YOUR INSTRUCTIONS: Only the lines containing the string "warn" are needed; copy all of them from the listing.

SOURCE MATERIAL:
● ● ● ● ● ● ●

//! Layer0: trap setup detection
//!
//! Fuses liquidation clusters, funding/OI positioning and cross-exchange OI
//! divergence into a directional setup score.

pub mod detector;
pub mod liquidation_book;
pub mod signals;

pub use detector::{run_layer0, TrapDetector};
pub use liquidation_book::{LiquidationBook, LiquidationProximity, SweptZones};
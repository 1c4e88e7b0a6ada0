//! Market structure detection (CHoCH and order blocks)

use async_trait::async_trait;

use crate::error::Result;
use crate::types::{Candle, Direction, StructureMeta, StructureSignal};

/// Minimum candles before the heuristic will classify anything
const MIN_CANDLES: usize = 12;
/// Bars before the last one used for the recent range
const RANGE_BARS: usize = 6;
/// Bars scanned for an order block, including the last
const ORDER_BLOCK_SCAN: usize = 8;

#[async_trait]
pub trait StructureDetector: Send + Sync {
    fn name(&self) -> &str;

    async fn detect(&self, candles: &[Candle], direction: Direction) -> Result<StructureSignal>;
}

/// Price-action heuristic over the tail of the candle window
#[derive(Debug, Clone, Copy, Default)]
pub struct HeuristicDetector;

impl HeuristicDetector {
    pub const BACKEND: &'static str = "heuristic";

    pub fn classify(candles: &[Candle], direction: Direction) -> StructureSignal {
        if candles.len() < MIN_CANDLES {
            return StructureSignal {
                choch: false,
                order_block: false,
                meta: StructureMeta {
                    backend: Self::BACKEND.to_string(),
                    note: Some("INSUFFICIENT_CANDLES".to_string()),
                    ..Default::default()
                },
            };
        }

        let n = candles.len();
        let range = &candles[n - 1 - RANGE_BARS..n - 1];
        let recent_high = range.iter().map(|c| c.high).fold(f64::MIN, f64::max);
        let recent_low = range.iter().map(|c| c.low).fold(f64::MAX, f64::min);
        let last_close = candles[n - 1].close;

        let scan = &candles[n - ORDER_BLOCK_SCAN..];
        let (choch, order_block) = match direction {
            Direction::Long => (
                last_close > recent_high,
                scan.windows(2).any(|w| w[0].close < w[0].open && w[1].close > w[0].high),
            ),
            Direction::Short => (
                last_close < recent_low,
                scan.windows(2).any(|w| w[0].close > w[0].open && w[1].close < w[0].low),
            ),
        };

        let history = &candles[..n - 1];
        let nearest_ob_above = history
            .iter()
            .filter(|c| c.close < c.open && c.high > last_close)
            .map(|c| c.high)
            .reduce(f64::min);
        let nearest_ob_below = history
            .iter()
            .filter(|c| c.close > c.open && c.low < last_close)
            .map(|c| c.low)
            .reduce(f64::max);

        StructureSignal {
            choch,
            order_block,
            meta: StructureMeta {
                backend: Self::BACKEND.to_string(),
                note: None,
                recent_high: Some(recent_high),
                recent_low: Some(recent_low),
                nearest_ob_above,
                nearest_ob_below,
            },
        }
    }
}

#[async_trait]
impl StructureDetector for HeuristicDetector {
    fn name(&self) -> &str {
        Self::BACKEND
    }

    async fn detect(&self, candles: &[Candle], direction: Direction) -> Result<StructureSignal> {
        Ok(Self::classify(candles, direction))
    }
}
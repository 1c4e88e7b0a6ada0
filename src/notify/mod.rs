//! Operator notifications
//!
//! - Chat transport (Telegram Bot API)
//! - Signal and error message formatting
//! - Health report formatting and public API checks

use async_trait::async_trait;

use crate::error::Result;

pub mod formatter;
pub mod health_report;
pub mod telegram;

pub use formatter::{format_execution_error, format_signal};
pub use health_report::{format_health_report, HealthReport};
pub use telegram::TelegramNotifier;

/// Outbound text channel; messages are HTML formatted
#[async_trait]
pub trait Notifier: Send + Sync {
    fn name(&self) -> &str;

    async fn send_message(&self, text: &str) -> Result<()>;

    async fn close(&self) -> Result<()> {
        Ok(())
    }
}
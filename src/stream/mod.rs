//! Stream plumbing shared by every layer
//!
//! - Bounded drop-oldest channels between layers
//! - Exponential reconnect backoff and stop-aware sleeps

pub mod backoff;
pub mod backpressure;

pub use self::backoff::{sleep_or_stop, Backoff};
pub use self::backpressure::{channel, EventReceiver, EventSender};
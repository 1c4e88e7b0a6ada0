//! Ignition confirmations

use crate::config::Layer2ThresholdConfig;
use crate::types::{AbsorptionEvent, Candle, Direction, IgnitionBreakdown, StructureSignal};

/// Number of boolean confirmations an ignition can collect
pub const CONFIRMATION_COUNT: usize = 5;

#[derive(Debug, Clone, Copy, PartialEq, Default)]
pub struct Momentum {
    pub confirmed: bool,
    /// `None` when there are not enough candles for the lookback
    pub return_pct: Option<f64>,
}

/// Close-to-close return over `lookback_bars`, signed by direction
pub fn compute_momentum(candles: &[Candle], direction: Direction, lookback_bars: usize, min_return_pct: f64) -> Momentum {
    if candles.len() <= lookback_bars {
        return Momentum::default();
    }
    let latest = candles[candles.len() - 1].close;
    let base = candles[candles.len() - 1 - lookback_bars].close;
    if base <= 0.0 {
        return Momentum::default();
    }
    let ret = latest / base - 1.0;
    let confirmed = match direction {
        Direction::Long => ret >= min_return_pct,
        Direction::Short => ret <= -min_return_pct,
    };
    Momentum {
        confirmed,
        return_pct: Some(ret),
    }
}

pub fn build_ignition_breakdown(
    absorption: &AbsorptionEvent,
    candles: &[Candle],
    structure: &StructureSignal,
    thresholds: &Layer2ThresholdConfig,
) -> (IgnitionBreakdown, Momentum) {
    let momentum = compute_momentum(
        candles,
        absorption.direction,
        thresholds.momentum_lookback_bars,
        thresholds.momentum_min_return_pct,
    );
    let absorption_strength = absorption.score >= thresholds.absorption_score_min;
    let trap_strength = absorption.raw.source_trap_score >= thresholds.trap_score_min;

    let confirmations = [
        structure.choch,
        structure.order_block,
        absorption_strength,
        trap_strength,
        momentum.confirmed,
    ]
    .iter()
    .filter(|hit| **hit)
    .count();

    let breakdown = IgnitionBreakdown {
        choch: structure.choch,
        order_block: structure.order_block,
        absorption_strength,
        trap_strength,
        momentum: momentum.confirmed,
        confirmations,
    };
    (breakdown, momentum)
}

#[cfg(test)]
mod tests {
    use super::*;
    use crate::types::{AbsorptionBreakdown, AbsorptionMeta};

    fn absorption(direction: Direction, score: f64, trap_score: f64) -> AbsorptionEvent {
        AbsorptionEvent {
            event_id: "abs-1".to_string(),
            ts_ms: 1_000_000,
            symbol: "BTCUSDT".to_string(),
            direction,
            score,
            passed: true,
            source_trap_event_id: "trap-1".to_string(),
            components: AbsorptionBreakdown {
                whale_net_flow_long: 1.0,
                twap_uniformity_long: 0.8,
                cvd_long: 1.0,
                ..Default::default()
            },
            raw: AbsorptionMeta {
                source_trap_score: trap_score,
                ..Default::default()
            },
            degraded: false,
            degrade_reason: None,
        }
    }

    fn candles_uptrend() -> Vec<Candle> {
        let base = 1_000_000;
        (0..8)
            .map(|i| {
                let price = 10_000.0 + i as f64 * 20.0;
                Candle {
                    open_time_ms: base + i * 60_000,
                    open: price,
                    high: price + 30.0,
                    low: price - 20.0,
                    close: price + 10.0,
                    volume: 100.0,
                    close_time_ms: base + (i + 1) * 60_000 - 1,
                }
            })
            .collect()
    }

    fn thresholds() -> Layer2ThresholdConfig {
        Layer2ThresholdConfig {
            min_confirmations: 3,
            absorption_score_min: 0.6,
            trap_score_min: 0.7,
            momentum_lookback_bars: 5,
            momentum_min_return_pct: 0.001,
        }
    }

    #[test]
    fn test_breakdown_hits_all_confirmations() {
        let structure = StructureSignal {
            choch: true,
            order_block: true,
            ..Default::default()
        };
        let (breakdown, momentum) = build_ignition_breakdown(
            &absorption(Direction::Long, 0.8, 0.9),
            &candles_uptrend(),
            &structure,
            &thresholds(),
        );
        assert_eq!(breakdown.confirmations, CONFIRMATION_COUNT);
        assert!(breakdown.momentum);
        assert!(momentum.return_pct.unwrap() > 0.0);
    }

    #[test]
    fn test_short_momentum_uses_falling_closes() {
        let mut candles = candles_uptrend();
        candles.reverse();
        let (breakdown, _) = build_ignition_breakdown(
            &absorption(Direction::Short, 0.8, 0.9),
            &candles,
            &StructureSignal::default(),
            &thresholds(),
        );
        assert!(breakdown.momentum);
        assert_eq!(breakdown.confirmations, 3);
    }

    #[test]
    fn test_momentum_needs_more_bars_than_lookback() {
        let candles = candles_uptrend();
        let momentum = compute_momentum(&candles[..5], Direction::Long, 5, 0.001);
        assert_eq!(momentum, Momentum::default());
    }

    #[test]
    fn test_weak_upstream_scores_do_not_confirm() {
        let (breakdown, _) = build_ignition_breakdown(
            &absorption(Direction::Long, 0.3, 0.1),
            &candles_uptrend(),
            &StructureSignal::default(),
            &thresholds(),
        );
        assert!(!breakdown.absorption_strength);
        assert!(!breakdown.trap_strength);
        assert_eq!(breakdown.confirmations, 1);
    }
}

● ● ● ● ● ● ●

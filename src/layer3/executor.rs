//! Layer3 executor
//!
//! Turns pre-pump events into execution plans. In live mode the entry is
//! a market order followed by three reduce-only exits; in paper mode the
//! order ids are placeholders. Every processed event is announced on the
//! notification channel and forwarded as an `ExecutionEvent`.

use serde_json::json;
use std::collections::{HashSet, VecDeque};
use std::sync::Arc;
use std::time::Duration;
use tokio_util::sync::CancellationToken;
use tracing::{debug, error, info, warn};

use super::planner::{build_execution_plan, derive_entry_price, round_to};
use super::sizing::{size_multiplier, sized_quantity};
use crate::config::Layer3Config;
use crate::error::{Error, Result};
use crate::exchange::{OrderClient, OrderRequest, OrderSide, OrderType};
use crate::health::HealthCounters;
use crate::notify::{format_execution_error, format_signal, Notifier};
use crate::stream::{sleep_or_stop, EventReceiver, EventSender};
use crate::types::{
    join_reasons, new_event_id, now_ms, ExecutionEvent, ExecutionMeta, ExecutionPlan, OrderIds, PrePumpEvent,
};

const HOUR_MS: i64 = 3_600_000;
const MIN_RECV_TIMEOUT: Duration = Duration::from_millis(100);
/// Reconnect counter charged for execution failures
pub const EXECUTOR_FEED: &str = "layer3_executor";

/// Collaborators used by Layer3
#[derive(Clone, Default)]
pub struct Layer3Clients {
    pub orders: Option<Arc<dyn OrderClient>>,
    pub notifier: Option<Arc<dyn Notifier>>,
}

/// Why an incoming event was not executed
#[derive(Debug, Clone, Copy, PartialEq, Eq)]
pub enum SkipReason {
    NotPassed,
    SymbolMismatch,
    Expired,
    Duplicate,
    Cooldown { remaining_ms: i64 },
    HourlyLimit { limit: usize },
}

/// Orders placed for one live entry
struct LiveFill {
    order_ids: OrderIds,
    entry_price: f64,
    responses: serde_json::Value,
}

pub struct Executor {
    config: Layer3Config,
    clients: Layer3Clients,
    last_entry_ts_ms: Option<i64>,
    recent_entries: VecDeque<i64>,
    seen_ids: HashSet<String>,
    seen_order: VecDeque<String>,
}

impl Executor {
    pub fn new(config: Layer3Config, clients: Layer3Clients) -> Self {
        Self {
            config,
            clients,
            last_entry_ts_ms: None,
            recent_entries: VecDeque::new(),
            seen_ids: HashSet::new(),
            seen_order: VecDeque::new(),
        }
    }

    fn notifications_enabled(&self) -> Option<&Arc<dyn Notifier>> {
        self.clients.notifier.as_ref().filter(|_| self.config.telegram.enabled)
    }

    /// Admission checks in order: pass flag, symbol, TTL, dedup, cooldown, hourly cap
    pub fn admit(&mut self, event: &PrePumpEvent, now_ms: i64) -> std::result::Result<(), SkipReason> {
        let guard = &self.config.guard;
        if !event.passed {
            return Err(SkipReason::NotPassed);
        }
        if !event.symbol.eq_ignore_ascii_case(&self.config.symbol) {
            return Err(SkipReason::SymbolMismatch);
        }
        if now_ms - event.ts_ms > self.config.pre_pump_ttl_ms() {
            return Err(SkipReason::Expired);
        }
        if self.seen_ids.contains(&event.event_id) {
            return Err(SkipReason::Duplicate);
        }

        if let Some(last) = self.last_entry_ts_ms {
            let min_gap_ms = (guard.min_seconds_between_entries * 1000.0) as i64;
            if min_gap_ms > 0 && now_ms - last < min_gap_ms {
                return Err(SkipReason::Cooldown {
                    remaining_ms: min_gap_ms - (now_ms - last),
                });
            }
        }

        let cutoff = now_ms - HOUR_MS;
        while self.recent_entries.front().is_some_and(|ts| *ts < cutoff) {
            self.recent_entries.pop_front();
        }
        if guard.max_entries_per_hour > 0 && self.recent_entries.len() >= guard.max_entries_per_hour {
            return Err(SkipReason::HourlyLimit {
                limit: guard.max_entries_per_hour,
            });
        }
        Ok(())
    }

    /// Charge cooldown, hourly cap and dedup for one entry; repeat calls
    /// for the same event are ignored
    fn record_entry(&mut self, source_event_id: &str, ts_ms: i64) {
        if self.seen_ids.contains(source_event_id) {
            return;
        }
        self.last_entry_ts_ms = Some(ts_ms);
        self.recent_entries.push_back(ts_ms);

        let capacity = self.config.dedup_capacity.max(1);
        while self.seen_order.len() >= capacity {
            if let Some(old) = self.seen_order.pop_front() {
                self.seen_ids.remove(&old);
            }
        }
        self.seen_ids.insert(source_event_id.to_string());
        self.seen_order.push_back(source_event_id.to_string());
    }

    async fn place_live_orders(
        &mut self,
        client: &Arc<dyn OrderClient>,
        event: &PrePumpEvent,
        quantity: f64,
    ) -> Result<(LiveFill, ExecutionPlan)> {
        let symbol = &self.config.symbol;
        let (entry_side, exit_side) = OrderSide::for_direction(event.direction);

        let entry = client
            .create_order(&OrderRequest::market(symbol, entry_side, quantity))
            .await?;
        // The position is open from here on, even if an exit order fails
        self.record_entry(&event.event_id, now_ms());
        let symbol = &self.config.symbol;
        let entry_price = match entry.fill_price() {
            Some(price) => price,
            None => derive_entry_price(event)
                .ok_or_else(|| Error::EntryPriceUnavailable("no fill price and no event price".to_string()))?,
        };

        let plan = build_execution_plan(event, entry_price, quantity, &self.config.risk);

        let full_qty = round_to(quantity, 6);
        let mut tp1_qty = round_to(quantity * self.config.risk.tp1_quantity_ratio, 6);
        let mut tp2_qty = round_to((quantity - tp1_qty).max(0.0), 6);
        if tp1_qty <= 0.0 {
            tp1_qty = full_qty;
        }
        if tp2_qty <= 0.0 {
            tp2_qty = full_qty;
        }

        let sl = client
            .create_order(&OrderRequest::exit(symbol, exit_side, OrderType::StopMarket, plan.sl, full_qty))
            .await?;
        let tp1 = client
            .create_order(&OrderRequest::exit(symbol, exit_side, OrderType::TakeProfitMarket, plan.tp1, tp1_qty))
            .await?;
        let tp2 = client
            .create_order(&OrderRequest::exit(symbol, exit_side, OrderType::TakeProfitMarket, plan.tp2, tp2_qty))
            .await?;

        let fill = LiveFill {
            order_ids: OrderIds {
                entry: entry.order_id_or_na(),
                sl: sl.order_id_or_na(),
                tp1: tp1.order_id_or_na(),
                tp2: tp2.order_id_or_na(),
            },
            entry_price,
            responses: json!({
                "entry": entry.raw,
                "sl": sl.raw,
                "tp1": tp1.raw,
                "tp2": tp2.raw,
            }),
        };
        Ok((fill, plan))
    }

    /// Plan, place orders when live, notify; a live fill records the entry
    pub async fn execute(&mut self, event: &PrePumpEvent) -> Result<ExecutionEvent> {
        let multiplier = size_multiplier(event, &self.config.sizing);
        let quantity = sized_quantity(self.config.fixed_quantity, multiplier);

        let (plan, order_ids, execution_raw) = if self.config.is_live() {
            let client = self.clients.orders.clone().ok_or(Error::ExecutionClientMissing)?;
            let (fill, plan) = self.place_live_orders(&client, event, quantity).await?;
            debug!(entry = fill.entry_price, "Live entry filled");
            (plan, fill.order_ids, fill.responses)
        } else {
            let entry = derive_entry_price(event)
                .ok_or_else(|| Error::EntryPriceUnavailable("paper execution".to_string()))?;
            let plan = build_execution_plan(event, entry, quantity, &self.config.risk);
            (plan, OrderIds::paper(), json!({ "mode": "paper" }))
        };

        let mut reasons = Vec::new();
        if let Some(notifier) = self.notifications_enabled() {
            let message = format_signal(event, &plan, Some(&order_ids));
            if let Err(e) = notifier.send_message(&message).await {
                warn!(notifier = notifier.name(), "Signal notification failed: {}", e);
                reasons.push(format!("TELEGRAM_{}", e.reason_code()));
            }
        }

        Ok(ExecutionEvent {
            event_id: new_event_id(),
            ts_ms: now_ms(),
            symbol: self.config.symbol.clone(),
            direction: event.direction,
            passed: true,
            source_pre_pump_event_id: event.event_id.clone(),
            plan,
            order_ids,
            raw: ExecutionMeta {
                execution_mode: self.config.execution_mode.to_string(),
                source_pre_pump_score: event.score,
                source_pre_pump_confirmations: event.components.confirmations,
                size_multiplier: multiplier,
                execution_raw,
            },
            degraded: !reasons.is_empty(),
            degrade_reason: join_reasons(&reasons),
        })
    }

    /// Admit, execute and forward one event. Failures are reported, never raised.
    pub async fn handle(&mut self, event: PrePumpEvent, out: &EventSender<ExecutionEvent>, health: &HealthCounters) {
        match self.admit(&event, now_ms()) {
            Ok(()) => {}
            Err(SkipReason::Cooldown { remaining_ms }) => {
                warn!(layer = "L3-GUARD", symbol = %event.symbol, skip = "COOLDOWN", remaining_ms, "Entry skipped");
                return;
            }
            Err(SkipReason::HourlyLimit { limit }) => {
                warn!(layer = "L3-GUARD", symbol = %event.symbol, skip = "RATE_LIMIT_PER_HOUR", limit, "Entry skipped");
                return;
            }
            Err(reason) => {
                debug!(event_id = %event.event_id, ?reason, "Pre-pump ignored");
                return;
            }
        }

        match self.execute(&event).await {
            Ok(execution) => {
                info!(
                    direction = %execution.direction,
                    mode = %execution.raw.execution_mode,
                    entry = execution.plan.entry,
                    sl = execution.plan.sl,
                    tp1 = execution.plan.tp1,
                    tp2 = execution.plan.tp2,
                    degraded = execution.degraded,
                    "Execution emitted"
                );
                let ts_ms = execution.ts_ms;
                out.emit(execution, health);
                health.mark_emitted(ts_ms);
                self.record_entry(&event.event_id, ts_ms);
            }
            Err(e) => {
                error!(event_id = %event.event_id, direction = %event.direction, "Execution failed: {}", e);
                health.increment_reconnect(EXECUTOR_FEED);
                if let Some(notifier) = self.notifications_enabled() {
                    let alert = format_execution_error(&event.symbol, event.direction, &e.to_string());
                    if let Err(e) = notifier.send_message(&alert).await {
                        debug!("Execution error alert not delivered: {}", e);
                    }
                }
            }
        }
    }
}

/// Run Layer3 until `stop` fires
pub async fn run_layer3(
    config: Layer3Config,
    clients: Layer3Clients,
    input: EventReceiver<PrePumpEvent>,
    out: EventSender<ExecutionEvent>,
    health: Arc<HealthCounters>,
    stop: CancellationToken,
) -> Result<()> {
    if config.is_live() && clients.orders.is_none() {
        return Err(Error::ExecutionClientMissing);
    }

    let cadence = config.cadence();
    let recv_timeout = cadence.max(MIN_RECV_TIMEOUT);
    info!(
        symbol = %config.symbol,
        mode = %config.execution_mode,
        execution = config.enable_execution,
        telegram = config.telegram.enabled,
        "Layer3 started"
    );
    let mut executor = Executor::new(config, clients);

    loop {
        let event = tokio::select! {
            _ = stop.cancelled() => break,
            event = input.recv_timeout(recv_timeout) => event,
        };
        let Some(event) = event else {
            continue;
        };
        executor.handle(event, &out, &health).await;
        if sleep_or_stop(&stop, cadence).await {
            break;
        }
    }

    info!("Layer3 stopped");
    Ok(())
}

● ● ● ● ● ● ●

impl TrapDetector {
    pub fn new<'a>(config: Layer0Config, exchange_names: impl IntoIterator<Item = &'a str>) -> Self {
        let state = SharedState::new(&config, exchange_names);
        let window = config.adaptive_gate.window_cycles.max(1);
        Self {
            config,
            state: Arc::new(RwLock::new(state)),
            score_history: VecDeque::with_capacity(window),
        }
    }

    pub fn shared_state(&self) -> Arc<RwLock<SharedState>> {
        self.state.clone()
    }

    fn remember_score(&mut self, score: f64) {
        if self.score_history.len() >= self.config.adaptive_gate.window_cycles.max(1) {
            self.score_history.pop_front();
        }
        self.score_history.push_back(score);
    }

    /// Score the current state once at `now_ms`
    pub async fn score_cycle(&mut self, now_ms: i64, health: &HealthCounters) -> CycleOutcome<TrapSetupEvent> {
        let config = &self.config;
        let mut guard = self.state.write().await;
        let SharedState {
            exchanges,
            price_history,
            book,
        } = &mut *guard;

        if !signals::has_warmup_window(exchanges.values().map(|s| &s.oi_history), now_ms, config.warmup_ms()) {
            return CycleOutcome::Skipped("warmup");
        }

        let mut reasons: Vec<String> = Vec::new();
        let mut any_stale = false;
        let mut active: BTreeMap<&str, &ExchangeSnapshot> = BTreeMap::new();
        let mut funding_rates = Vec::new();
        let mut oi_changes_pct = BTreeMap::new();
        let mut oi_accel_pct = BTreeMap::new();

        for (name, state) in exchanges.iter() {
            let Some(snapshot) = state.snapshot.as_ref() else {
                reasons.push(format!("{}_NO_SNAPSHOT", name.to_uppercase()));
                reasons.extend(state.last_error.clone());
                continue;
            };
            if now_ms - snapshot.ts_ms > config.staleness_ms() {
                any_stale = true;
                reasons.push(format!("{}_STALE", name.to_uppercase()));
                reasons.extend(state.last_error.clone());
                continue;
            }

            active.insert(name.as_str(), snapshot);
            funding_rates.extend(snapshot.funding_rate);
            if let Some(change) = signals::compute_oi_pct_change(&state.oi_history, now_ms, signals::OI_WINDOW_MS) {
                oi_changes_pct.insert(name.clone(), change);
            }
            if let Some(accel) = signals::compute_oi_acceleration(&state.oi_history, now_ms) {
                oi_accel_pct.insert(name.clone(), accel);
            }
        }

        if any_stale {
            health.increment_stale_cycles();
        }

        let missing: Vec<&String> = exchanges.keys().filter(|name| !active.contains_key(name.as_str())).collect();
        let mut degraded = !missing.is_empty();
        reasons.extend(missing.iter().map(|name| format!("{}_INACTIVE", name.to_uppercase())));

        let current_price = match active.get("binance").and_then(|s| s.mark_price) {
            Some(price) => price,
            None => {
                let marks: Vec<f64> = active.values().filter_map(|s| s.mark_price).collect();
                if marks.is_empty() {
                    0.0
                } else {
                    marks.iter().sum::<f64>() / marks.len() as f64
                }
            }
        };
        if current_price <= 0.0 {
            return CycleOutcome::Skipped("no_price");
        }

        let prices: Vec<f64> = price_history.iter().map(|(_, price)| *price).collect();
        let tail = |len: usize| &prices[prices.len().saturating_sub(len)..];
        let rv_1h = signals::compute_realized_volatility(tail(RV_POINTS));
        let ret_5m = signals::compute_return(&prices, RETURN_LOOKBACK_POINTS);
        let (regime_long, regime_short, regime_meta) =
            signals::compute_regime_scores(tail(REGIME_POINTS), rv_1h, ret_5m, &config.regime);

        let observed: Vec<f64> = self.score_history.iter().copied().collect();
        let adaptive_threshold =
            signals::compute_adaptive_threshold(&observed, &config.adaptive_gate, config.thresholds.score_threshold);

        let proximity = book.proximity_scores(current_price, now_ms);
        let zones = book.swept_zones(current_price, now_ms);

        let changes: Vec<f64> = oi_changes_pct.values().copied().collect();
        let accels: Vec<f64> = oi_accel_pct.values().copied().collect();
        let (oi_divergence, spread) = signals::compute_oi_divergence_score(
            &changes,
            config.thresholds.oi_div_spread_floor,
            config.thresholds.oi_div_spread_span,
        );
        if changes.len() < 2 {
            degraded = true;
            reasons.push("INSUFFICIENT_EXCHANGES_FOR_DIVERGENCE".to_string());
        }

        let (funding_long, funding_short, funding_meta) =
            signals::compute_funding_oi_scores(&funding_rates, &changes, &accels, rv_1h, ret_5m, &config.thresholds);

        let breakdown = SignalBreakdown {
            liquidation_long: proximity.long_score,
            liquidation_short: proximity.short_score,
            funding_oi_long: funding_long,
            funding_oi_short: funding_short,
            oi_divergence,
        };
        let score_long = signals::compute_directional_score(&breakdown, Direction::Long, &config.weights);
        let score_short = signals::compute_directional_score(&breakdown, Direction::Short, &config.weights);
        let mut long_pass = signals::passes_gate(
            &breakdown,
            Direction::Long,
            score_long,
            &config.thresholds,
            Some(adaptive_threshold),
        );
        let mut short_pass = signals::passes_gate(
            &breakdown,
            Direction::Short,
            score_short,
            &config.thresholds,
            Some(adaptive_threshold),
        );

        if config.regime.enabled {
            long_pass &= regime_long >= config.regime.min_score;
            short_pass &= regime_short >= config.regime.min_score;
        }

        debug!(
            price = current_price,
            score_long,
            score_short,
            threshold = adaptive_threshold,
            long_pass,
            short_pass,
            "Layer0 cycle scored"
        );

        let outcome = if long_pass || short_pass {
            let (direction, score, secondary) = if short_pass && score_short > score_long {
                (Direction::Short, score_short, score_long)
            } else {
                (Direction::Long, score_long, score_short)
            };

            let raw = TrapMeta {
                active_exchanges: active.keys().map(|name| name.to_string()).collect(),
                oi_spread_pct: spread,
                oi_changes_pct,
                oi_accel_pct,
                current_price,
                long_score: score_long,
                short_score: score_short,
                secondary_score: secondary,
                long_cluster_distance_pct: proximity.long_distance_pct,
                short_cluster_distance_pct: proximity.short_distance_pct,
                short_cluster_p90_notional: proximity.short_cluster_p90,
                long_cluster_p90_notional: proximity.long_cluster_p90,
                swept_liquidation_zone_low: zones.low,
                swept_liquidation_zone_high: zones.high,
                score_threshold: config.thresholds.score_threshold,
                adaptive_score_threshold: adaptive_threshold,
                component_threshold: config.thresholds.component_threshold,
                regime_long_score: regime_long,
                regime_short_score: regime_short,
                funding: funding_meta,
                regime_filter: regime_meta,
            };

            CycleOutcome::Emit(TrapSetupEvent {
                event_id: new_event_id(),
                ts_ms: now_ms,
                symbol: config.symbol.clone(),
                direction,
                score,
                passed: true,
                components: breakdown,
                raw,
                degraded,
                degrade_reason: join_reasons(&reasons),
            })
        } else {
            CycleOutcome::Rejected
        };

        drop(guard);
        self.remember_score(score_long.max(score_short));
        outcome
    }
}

● ● ● ● ● ● ●

SOLUTION TO THIS PROBLEM:
use tracing::{debug, error, info, warn};
                warn!(notifier = notifier.name(), "Signal notification failed: {}", e);
                warn!(layer = "L3-GUARD", symbol = %event.symbol, skip = "COOLDOWN", remaining_ms, "Entry skipped");
                warn!(layer = "L3-GUARD", symbol = %event.symbol, skip = "RATE_LIMIT_PER_HOUR", limit, "Entry skipped");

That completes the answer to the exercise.